Reclaim Finance publie ses recommandations notamment sur les points suivants: l’intégration dans le label de la notion de trajectoire climat des entreprises (GT 3), les actifs à exclure du label (GT 4), les exigences sur l’engagement actionnarial (GT 5).

Des critères pour stopper l’expansion des énergies fossiles (GT 3, 4 et 5)

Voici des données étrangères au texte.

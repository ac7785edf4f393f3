use std::collections::HashMap;
use std::sync::Arc;

use serde::de::DeserializeOwned;
use serde::Serialize;

use super::registry::HandlerRegistry;
use crate::codec::{from_value, to_args, Value};
use crate::protocol::{MethodDescriptor, Protocol};
use crate::wire::Wire;
use crate::{Result, RpcError};

/// A protocol bound to one connection.
///
/// Calls go out through [`Facade::stub`] or [`Facade::call`]; inbound
/// requests are answered by the handlers in [`Facade::handlers`]. One stub
/// per remote method is built when the facade is created.
///
/// Cheap to clone (internally `Arc`-backed).
#[derive(Clone)]
pub struct Facade {
    // ---
    wire: Wire,
    protocol: Arc<Protocol>,
    handlers: HandlerRegistry,
    stubs: Arc<HashMap<String, Stub>>,
}

impl Facade {
    // ---
    pub(super) fn new(wire: Wire, protocol: Arc<Protocol>, handlers: HandlerRegistry) -> Self {
        // ---
        let stubs = protocol
            .flat_server()
            .iter()
            .map(|(path, method)| {
                let stub = Stub {
                    path: path.clone(),
                    method: method.clone(),
                    wire: wire.clone(),
                };
                (path.clone(), stub)
            })
            .collect();

        Self {
            wire,
            protocol,
            handlers,
            stubs: Arc::new(stubs),
        }
    }

    pub fn wire(&self) -> &Wire {
        &self.wire
    }

    pub fn protocol(&self) -> &Protocol {
        &self.protocol
    }

    /// Handlers answering the peer's calls.
    pub fn handlers(&self) -> &HandlerRegistry {
        &self.handlers
    }

    /// Call stub for a method the peer answers.
    ///
    /// # Errors
    ///
    /// `RpcError::MethodNotFound` if the protocol declares no such method.
    pub fn stub(&self, path: &str) -> Result<&Stub> {
        self.stubs
            .get(path)
            .ok_or_else(|| RpcError::MethodNotFound(path.to_string()))
    }

    /// Every stub, keyed by dot path.
    pub fn stubs(&self) -> &HashMap<String, Stub> {
        &self.stubs
    }

    /// Shortcut for `self.stub(path)?.call(args)`.
    pub async fn call<A, R>(&self, path: &str, args: &A) -> Result<R>
    where
        A: Serialize + ?Sized,
        R: DeserializeOwned,
    {
        // ---
        self.stub(path)?.call(args).await
    }
}

/// Typed entry point for one remote method.
#[derive(Clone)]
pub struct Stub {
    // ---
    path: String,
    method: MethodDescriptor,
    wire: Wire,
}

impl Stub {
    // ---
    pub fn path(&self) -> &str {
        &self.path
    }

    pub fn descriptor(&self) -> &MethodDescriptor {
        &self.method
    }

    /// Call with positional values.
    ///
    /// Arguments are checked before anything is sent; the result is checked
    /// against the declared return type.
    ///
    /// # Errors
    ///
    /// - `RpcError::ArgumentValidation` - an argument fails its declared type
    /// - `RpcError::ReturnValidation` - the peer's result fails the return type
    /// - anything [`Wire::call`] returns
    pub async fn call_values(&self, args: Vec<Value>) -> Result<Value> {
        // ---
        self.method
            .validate_args(&args)
            .map_err(|err| RpcError::ArgumentValidation(format!("{}: {err}", self.path)))?;

        let result = self.wire.call(&self.path, args).await?;

        self.method
            .validate_return(&result)
            .map_err(|err| RpcError::ReturnValidation(format!("{}: {err}", self.path)))?;
        Ok(result)
    }

    /// Call with arguments given as a tuple and convert the result.
    ///
    /// `(a, b)` passes two arguments, `(a,)` one and `()` none.
    pub async fn call<A, R>(&self, args: &A) -> Result<R>
    where
        A: Serialize + ?Sized,
        R: DeserializeOwned,
    {
        // ---
        let result = self.call_values(to_args(args)?).await?;
        from_value(&result)
    }
}

#[cfg(test)]
mod tests {
    // ---
    use super::*;
    use crate::binder::Binder;
    use crate::protocol::{define_method, MethodTree, ValueType};
    use crate::{memory_pair, RpcConfig};

    fn facade() -> Facade {
        // ---
        let server = MethodTree::new()
            .method("ping", define_method(ValueType::Nil, []))
            .namespace(
                "math",
                MethodTree::new().method(
                    "add",
                    define_method(ValueType::Int, [ValueType::Int, ValueType::Int]),
                ),
            );
        let protocol = Protocol::new(server, MethodTree::new()).unwrap();
        let (a, _b) = memory_pair(&RpcConfig::default());
        Binder::new(protocol).bind(a.transport)
    }

    #[tokio::test]
    async fn stub_table_covers_every_remote_method() {
        // ---
        let facade = facade();

        let mut paths: Vec<&str> = facade.stubs().keys().map(String::as_str).collect();
        paths.sort_unstable();
        assert_eq!(paths, vec!["math.add", "ping"]);

        let add = facade.stub("math.add").unwrap();
        assert_eq!(add.path(), "math.add");
        assert_eq!(add.descriptor().args().len(), 2);
    }

    #[tokio::test]
    async fn stubs_are_built_once() {
        // ---
        let facade = facade();
        let clone = facade.clone();

        assert!(std::ptr::eq(
            facade.stub("ping").unwrap(),
            clone.stub("ping").unwrap()
        ));
        assert!(matches!(
            facade.stub("math"),
            Err(RpcError::MethodNotFound(path)) if path == "math"
        ));
    }
}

Le nouveau référentiel doit impérativement prévoir l’exclusion des entreprises qui développent de nouveaux champs pétroliers et gaziers et de tout projet lié au charbon afin de ne pas faire du label un outil d’aggravation de la catastrophe climatique. Ces nouveaux projets sont en effet incompatibles avec l’atteinte de la neutralité carbone à l’horizon 2050 suivant une trajectoire 1,5°C. Si les recommandations actuelles prévoient bien d’introduire des exclusions sur le charbon et le pétrole et gaz non conventionnel, la notion d’expansion y est complètement absente. Idem pour le pétrole et le gaz conventionnel, ou l’on parle de se fixer des trajectoires de transition et d’exiger des entreprises dans les fonds qu’elles adoptent des plans de transition “crédibles”, sans les définir (1).

Nous recommandons de : 

  • Exclure les entreprises qui tirent plus de 5% de leurs revenus et/ou production d’électricité du charbon (2) ainsi que celles qui développent de nouveaux projets dans le secteur (3).
  • Bien définir les pétrole et gaz non conventionnels, en repartant de la définition soutenue par le comité scientifique et d’expertise de l’Observatoire de la finance durable (4), et identifier les entreprises du secteur non-conventionnel à partir de la part de la production de pétrole et de gaz non conventionnels dans la production totale d’hydrocarbures, et non simplement à partir de leur part dans les revenus totaux, de manière à couvrir correctement les entreprises intégrées (5).
  • Prévoir l’exclusion des entreprises qui développent de nouveaux projets de production pétrolière et gazière (dans les secteurs conventionnels et non conventionnels). C’est ici que l’engagement actionnarial doit entrer en jeu, mais pas n’importe comment. Un engagement efficace est basé sur des demandes publiques et précises et il est délimité dans le temps. Le référentiel du label doit prévoir l’exclusion en 2024 des entreprises qui développent de nouveaux champs pétroliers et gaziers (6). Cette exclusion annoncée à l’avance favoriserait l’engagement des entreprises pendant deux ans afin de les pousser à renoncer à leurs projets d’expansion (7).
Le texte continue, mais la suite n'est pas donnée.